** Requirement **
Your answer must be an exact copy of the records below.

(Stored entries)
○ ○ ○ ○

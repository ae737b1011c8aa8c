use loandesk_core::{ApplicationsApi, Console, SessionId, SessionStore, SharedSecret};
use std::collections::HashMap;
use std::sync::{Arc, Mutex, PoisonError};
use std::time::{Duration, Instant};
use tracing::debug;

/// A console shared between the requests of one admin session
pub type ConsoleHandle = Arc<tokio::sync::Mutex<Console>>;

/// Consoles untouched for this long are dropped from memory
pub const DEFAULT_IDLE_TIMEOUT: Duration = Duration::from_secs(30 * 60);

/// Shared state of the web front-end
#[derive(Clone)]
pub struct AppState {
    pub api: Arc<dyn ApplicationsApi>,
    pub secret: SharedSecret,
    pub sessions: Arc<dyn SessionStore>,
    pub consoles: ConsoleRegistry,
}

impl AppState {
    pub fn new(
        api: Arc<dyn ApplicationsApi>,
        secret: SharedSecret,
        sessions: Arc<dyn SessionStore>,
    ) -> Self {
        Self {
            api,
            secret,
            sessions,
            consoles: ConsoleRegistry::default(),
        }
    }
}

struct OpenConsole {
    handle: ConsoleHandle,
    last_used: Instant,
}

/// Open consoles of authenticated sessions
///
/// Idle consoles are evicted whenever a new one is opened. Eviction only
/// drops the in-memory view; the session itself lives in the session store,
/// so the next request restores the console and reloads the list.
#[derive(Clone)]
pub struct ConsoleRegistry {
    consoles: Arc<Mutex<HashMap<SessionId, OpenConsole>>>,
    idle_timeout: Duration,
}

impl Default for ConsoleRegistry {
    fn default() -> Self {
        Self::with_idle_timeout(DEFAULT_IDLE_TIMEOUT)
    }
}

impl ConsoleRegistry {
    #[must_use]
    pub fn with_idle_timeout(idle_timeout: Duration) -> Self {
        Self {
            consoles: Arc::default(),
            idle_timeout,
        }
    }

    /// Look up an open console and mark it used
    #[must_use]
    pub fn get(&self, id: &SessionId) -> Option<ConsoleHandle> {
        let mut consoles = self.consoles.lock().unwrap_or_else(PoisonError::into_inner);
        consoles.get_mut(id).map(|open| {
            open.last_used = Instant::now();
            open.handle.clone()
        })
    }

    pub fn insert(&self, console: Console) -> ConsoleHandle {
        let id = console.session_id();
        let handle = Arc::new(tokio::sync::Mutex::new(console));
        let now = Instant::now();
        let mut consoles = self.consoles.lock().unwrap_or_else(PoisonError::into_inner);

        let before = consoles.len();
        consoles.retain(|_, open| now.duration_since(open.last_used) < self.idle_timeout);
        if consoles.len() < before {
            debug!("Evicted {} idle consoles", before - consoles.len());
        }

        consoles.insert(
            id,
            OpenConsole {
                handle: handle.clone(),
                last_used: now,
            },
        );
        handle
    }

    pub fn remove(&self, id: &SessionId) -> Option<ConsoleHandle> {
        let mut consoles = self.consoles.lock().unwrap_or_else(PoisonError::into_inner);
        consoles.remove(id).map(|open| open.handle)
    }

    #[must_use]
    pub fn len(&self) -> usize {
        self.consoles.lock().unwrap_or_else(PoisonError::into_inner).len()
    }

    #[must_use]
    pub fn is_empty(&self) -> bool {
        self.len() == 0
    }
}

○ ○ ○ ○

** Your response **
repository ae737b1011c8aa8c
use loandesk_core::{ApplicationsApi, Console, SessionId, SessionStore, SharedSecret};
use std::collections::HashMap;
use std::sync::{Arc, Mutex, PoisonError};
use std::time::{Duration, Instant};
use tracing::debug;

/// A console shared between the requests of one admin session
pub type ConsoleHandle = Arc<tokio::sync::Mutex<Console>>;

/// Consoles untouched for this long are dropped from memory
pub const DEFAULT_IDLE_TIMEOUT: Duration = Duration::from_secs(30 * 60);

/// Shared state of the web front-end
#[derive(Clone)]
pub struct AppState {
    pub api: Arc<dyn ApplicationsApi>,
    pub secret: SharedSecret,
    pub sessions: Arc<dyn SessionStore>,
    pub consoles: ConsoleRegistry,
}

impl AppState {
    pub fn new(
        api: Arc<dyn ApplicationsApi>,
        secret: SharedSecret,
        sessions: Arc<dyn SessionStore>,
    ) -> Self {
        Self {
            api,
            secret,
            sessions,
            consoles: ConsoleRegistry::default(),
        }
    }
}

struct OpenConsole {
    handle: ConsoleHandle,
    last_used: Instant,
}

/// Open consoles of authenticated sessions
///
/// Idle consoles are evicted whenever a new one is opened. Eviction only
/// drops the in-memory view; the session itself lives in the session store,
/// so the next request restores the console and reloads the list.
#[derive(Clone)]
pub struct ConsoleRegistry {
    consoles: Arc<Mutex<HashMap<SessionId, OpenConsole>>>,
    idle_timeout: Duration,
}

impl Default for ConsoleRegistry {
    fn default() -> Self {
        Self::with_idle_timeout(DEFAULT_IDLE_TIMEOUT)
    }
}

impl ConsoleRegistry {
    #[must_use]
    pub fn with_idle_timeout(idle_timeout: Duration) -> Self {
        Self {
            consoles: Arc::default(),
            idle_timeout,
        }
    }

    /// Look up an open console and mark it used
    #[must_use]
    pub fn get(&self, id: &SessionId) -> Option<ConsoleHandle> {
        let mut consoles = self.consoles.lock().unwrap_or_else(PoisonError::into_inner);
        consoles.get_mut(id).map(|open| {
            open.last_used = Instant::now();
            open.handle.clone()
        })
    }

    pub fn insert(&self, console: Console) -> ConsoleHandle {
        let id = console.session_id();
        let handle = Arc::new(tokio::sync::Mutex::new(console));
        let now = Instant::now();
        let mut consoles = self.consoles.lock().unwrap_or_else(PoisonError::into_inner);

        let before = consoles.len();
        consoles.retain(|_, open| now.duration_since(open.last_used) < self.idle_timeout);
        if consoles.len() < before {
            debug!("Evicted {} idle consoles", before - consoles.len());
        }

        consoles.insert(
            id,
            OpenConsole {
                handle: handle.clone(),
                last_used: now,
            },
        );
        handle
    }

    pub fn remove(&self, id: &SessionId) -> Option<ConsoleHandle> {
        let mut consoles = self.consoles.lock().unwrap_or_else(PoisonError::into_inner);
        consoles.remove(id).map(|open| open.handle)
    }

    #[must_use]
    pub fn len(&self) -> usize {
        self.consoles.lock().unwrap_or_else(PoisonError::into_inner).len()
    }

    #[must_use]
    pub fn is_empty(&self) -> bool {
        self.len() == 0
    }
}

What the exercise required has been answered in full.